[Start of Attachment]

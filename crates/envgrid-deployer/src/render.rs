//! Template rendering.
//!
//! Templates use `{{ NAME }}` placeholders. Every placeholder must resolve;
//! an unknown name or a `{{` that does not open a well-formed placeholder
//! is a render failure rather than silently producing a broken manifest.

use std::collections::HashMap;
use std::path::{Path, PathBuf};
use std::sync::LazyLock;

use async_trait::async_trait;
use envgrid_core::{EnvgridError, EnvgridResult, PROTECTED_KEYS};
use regex::Regex;
use tracing::debug;

/// Placeholder whose presence turns on discovery variable injection.
pub const DISCOVERY_MARKER: &str = "DISCOVERY_SERVER";

static PLACEHOLDER: LazyLock<Option<Regex>> =
    LazyLock::new(|| Regex::new(r"\{\{\s*([A-Za-z_][A-Za-z0-9_]*)\s*\}\}").ok());

/// Turns a named template plus variables into manifest text.
#[async_trait]
pub trait TemplateRenderer: Send + Sync + 'static {
    /// Raw text of the template called `name`.
    async fn template_source(&self, name: &str) -> EnvgridResult<String>;

    /// Variables from the YAML variables file called `name`.
    async fn variables_file(&self, name: &str) -> EnvgridResult<HashMap<String, String>>;

    /// Substitute `variables` into template text.
    fn render_str(&self, source: &str, variables: &HashMap<String, String>)
    -> EnvgridResult<String>;

    async fn render(
        &self,
        name: &str,
        variables: &HashMap<String, String>,
    ) -> EnvgridResult<String> {
        let source = self.template_source(name).await?;
        self.render_str(&source, variables)
    }
}

/// Renderer reading templates and variable files from two directories.
#[derive(Debug, Clone)]
pub struct FileTemplateRenderer {
    templates_dir: PathBuf,
    vars_dir: PathBuf,
}

impl FileTemplateRenderer {
    pub fn new(templates_dir: impl Into<PathBuf>, vars_dir: impl Into<PathBuf>) -> Self {
        Self {
            templates_dir: templates_dir.into(),
            vars_dir: vars_dir.into(),
        }
    }
}

/// Resolve `name` inside `dir`, refusing anything that could leave it.
fn contained(dir: &Path, name: &str) -> EnvgridResult<PathBuf> {
    let plain = !name.is_empty()
        && !name.contains('/')
        && !name.contains('\\')
        && name != "."
        && name != "..";
    if !plain {
        return Err(EnvgridError::render(format!("invalid file name {name:?}")));
    }
    Ok(dir.join(name))
}

async fn read_source(path: &Path, what: &str) -> EnvgridResult<String> {
    tokio::fs::read_to_string(path)
        .await
        .map_err(|e| EnvgridError::RenderFailure {
            message: format!("{what} {} unreadable", path.display()),
            source: Some(Box::new(e)),
        })
}

#[async_trait]
impl TemplateRenderer for FileTemplateRenderer {
    async fn template_source(&self, name: &str) -> EnvgridResult<String> {
        let path = contained(&self.templates_dir, name)?;
        read_source(&path, "template").await
    }

    async fn variables_file(&self, name: &str) -> EnvgridResult<HashMap<String, String>> {
        let path = contained(&self.vars_dir, name)?;
        let text = read_source(&path, "variables file").await?;
        parse_variables(&text)
    }

    fn render_str(
        &self,
        source: &str,
        variables: &HashMap<String, String>,
    ) -> EnvgridResult<String> {
        substitute(source, variables)
    }
}

/// Flatten a YAML mapping of scalars into string variables.
pub fn parse_variables(text: &str) -> EnvgridResult<HashMap<String, String>> {
    if text.trim().is_empty() {
        return Ok(HashMap::new());
    }
    let value: serde_yaml::Value = serde_yaml::from_str(text).map_err(|e| {
        EnvgridError::RenderFailure {
            message: "variables file is not valid YAML".to_string(),
            source: Some(Box::new(e)),
        }
    })?;
    let serde_yaml::Value::Mapping(map) = value else {
        return Err(EnvgridError::render("variables file must be a mapping"));
    };

    let mut vars = HashMap::with_capacity(map.len());
    for (key, value) in map {
        let Some(key) = key.as_str() else {
            return Err(EnvgridError::render("variable names must be strings"));
        };
        let value = match value {
            serde_yaml::Value::String(s) => s,
            serde_yaml::Value::Number(n) => n.to_string(),
            serde_yaml::Value::Bool(b) => b.to_string(),
            serde_yaml::Value::Null => String::new(),
            _ => {
                return Err(EnvgridError::render(format!(
                    "variable {key} must be a scalar"
                )));
            }
        };
        vars.insert(key.to_string(), value);
    }
    Ok(vars)
}

/// Replace every `{{ NAME }}` in `source`.
pub fn substitute(source: &str, variables: &HashMap<String, String>) -> EnvgridResult<String> {
    let Some(placeholder) = PLACEHOLDER.as_ref() else {
        return Err(EnvgridError::render("placeholder pattern failed to compile"));
    };
    let mut out = String::with_capacity(source.len());
    let mut last = 0;
    for caps in placeholder.captures_iter(source) {
        let (Some(whole), Some(name)) = (caps.get(0), caps.get(1)) else {
            continue;
        };
        check_gap(source, last, whole.start())?;
        out.push_str(&source[last..whole.start()]);
        let value = variables.get(name.as_str()).ok_or_else(|| {
            EnvgridError::render(format!("unresolved variable {}", name.as_str()))
        })?;
        out.push_str(value);
        last = whole.end();
    }
    check_gap(source, last, source.len())?;
    out.push_str(&source[last..]);
    Ok(out)
}

fn check_gap(source: &str, start: usize, end: usize) -> EnvgridResult<()> {
    if let Some(pos) = source[start..end].find("{{") {
        let line = source[..start + pos].matches('\n').count() + 1;
        return Err(EnvgridError::render(format!(
            "malformed placeholder on line {line}"
        )));
    }
    Ok(())
}

/// Layer per-request overrides over the process-wide variables.
///
/// Overrides for protected keys are dropped.
pub fn merge_variables(
    base: &HashMap<String, String>,
    file_vars: HashMap<String, String>,
    overrides: &HashMap<String, String>,
) -> HashMap<String, String> {
    let mut vars = base.clone();
    for (key, value) in file_vars {
        if !PROTECTED_KEYS.contains(&key.as_str()) {
            vars.insert(key, value);
        }
    }
    for (key, value) in overrides {
        if PROTECTED_KEYS.contains(&key.as_str()) {
            debug!(variable = %key, "ignoring override of protected variable");
            continue;
        }
        vars.insert(key.clone(), value.clone());
    }
    vars
}

/// Add `DEPLOYMENT_ID` and `DISCOVERY_SERVER` when the template asks for
/// discovery. The endpoint comes from the request, then the config.
pub fn inject_discovery(
    vars: &mut HashMap<String, String>,
    source: &str,
    id: &str,
    overrides: &HashMap<String, String>,
    configured: Option<&str>,
) {
    if !source.contains(DISCOVERY_MARKER) {
        return;
    }
    vars.insert("DEPLOYMENT_ID".to_string(), id.to_string());
    let endpoint = overrides
        .get(DISCOVERY_MARKER)
        .map(String::as_str)
        .or(configured);
    if let Some(endpoint) = endpoint {
        vars.insert(DISCOVERY_MARKER.to_string(), endpoint.to_string());
    }
}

[End of Attachment]

Could you retype all of the material word for word?

## ANSWER BELOW
filename crates/envgrid-deployer/src/render.rs
//! Template rendering.
//!
//! Templates use `{{ NAME }}` placeholders. Every placeholder must resolve;
//! an unknown name or a `{{` that does not open a well-formed placeholder
//! is a render failure rather than silently producing a broken manifest.

use std::collections::HashMap;
use std::path::{Path, PathBuf};
use std::sync::LazyLock;

use async_trait::async_trait;
use envgrid_core::{EnvgridError, EnvgridResult, PROTECTED_KEYS};
use regex::Regex;
use tracing::debug;

/// Placeholder whose presence turns on discovery variable injection.
pub const DISCOVERY_MARKER: &str = "DISCOVERY_SERVER";

static PLACEHOLDER: LazyLock<Option<Regex>> =
    LazyLock::new(|| Regex::new(r"\{\{\s*([A-Za-z_][A-Za-z0-9_]*)\s*\}\}").ok());

/// Turns a named template plus variables into manifest text.
#[async_trait]
pub trait TemplateRenderer: Send + Sync + 'static {
    /// Raw text of the template called `name`.
    async fn template_source(&self, name: &str) -> EnvgridResult<String>;

    /// Variables from the YAML variables file called `name`.
    async fn variables_file(&self, name: &str) -> EnvgridResult<HashMap<String, String>>;

    /// Substitute `variables` into template text.
    fn render_str(&self, source: &str, variables: &HashMap<String, String>)
    -> EnvgridResult<String>;

    async fn render(
        &self,
        name: &str,
        variables: &HashMap<String, String>,
    ) -> EnvgridResult<String> {
        let source = self.template_source(name).await?;
        self.render_str(&source, variables)
    }
}

/// Renderer reading templates and variable files from two directories.
#[derive(Debug, Clone)]
pub struct FileTemplateRenderer {
    templates_dir: PathBuf,
    vars_dir: PathBuf,
}

impl FileTemplateRenderer {
    pub fn new(templates_dir: impl Into<PathBuf>, vars_dir: impl Into<PathBuf>) -> Self {
        Self {
            templates_dir: templates_dir.into(),
            vars_dir: vars_dir.into(),
        }
    }
}

/// Resolve `name` inside `dir`, refusing anything that could leave it.
fn contained(dir: &Path, name: &str) -> EnvgridResult<PathBuf> {
    let plain = !name.is_empty()
        && !name.contains('/')
        && !name.contains('\\')
        && name != "."
        && name != "..";
    if !plain {
        return Err(EnvgridError::render(format!("invalid file name {name:?}")));
    }
    Ok(dir.join(name))
}

async fn read_source(path: &Path, what: &str) -> EnvgridResult<String> {
    tokio::fs::read_to_string(path)
        .await
        .map_err(|e| EnvgridError::RenderFailure {
            message: format!("{what} {} unreadable", path.display()),
            source: Some(Box::new(e)),
        })
}

#[async_trait]
impl TemplateRenderer for FileTemplateRenderer {
    async fn template_source(&self, name: &str) -> EnvgridResult<String> {
        let path = contained(&self.templates_dir, name)?;
        read_source(&path, "template").await
    }

    async fn variables_file(&self, name: &str) -> EnvgridResult<HashMap<String, String>> {
        let path = contained(&self.vars_dir, name)?;
        let text = read_source(&path, "variables file").await?;
        parse_variables(&text)
    }

    fn render_str(
        &self,
        source: &str,
        variables: &HashMap<String, String>,
    ) -> EnvgridResult<String> {
        substitute(source, variables)
    }
}

/// Flatten a YAML mapping of scalars into string variables.
pub fn parse_variables(text: &str) -> EnvgridResult<HashMap<String, String>> {
    if text.trim().is_empty() {
        return Ok(HashMap::new());
    }
    let value: serde_yaml::Value = serde_yaml::from_str(text).map_err(|e| {
        EnvgridError::RenderFailure {
            message: "variables file is not valid YAML".to_string(),
            source: Some(Box::new(e)),
        }
    })?;
    let serde_yaml::Value::Mapping(map) = value else {
        return Err(EnvgridError::render("variables file must be a mapping"));
    };

    let mut vars = HashMap::with_capacity(map.len());
    for (key, value) in map {
        let Some(key) = key.as_str() else {
            return Err(EnvgridError::render("variable names must be strings"));
        };
        let value = match value {
            serde_yaml::Value::String(s) => s,
            serde_yaml::Value::Number(n) => n.to_string(),
            serde_yaml::Value::Bool(b) => b.to_string(),
            serde_yaml::Value::Null => String::new(),
            _ => {
                return Err(EnvgridError::render(format!(
                    "variable {key} must be a scalar"
                )));
            }
        };
        vars.insert(key.to_string(), value);
    }
    Ok(vars)
}

/// Replace every `{{ NAME }}` in `source`.
pub fn substitute(source: &str, variables: &HashMap<String, String>) -> EnvgridResult<String> {
    let Some(placeholder) = PLACEHOLDER.as_ref() else {
        return Err(EnvgridError::render("placeholder pattern failed to compile"));
    };
    let mut out = String::with_capacity(source.len());
    let mut last = 0;
    for caps in placeholder.captures_iter(source) {
        let (Some(whole), Some(name)) = (caps.get(0), caps.get(1)) else {
            continue;
        };
        check_gap(source, last, whole.start())?;
        out.push_str(&source[last..whole.start()]);
        let value = variables.get(name.as_str()).ok_or_else(|| {
            EnvgridError::render(format!("unresolved variable {}", name.as_str()))
        })?;
        out.push_str(value);
        last = whole.end();
    }
    check_gap(source, last, source.len())?;
    out.push_str(&source[last..]);
    Ok(out)
}

fn check_gap(source: &str, start: usize, end: usize) -> EnvgridResult<()> {
    if let Some(pos) = source[start..end].find("{{") {
        let line = source[..start + pos].matches('\n').count() + 1;
        return Err(EnvgridError::render(format!(
            "malformed placeholder on line {line}"
        )));
    }
    Ok(())
}

/// Layer per-request overrides over the process-wide variables.
///
/// Overrides for protected keys are dropped.
pub fn merge_variables(
    base: &HashMap<String, String>,
    file_vars: HashMap<String, String>,
    overrides: &HashMap<String, String>,
) -> HashMap<String, String> {
    let mut vars = base.clone();
    for (key, value) in file_vars {
        if !PROTECTED_KEYS.contains(&key.as_str()) {
            vars.insert(key, value);
        }
    }
    for (key, value) in overrides {
        if PROTECTED_KEYS.contains(&key.as_str()) {
            debug!(variable = %key, "ignoring override of protected variable");
            continue;
        }
        vars.insert(key.clone(), value.clone());
    }
    vars
}

/// Add `DEPLOYMENT_ID` and `DISCOVERY_SERVER` when the template asks for
/// discovery. The endpoint comes from the request, then the config.
pub fn inject_discovery(
    vars: &mut HashMap<String, String>,
    source: &str,
    id: &str,
    overrides: &HashMap<String, String>,
    configured: Option<&str>,
) {
    if !source.contains(DISCOVERY_MARKER) {
        return;
    }
    vars.insert("DEPLOYMENT_ID".to_string(), id.to_string());
    let endpoint = overrides
        .get(DISCOVERY_MARKER)
        .map(String::as_str)
        .or(configured);
    if let Some(endpoint) = endpoint {
        vars.insert(DISCOVERY_MARKER.to_string(), endpoint.to_string());
    }
}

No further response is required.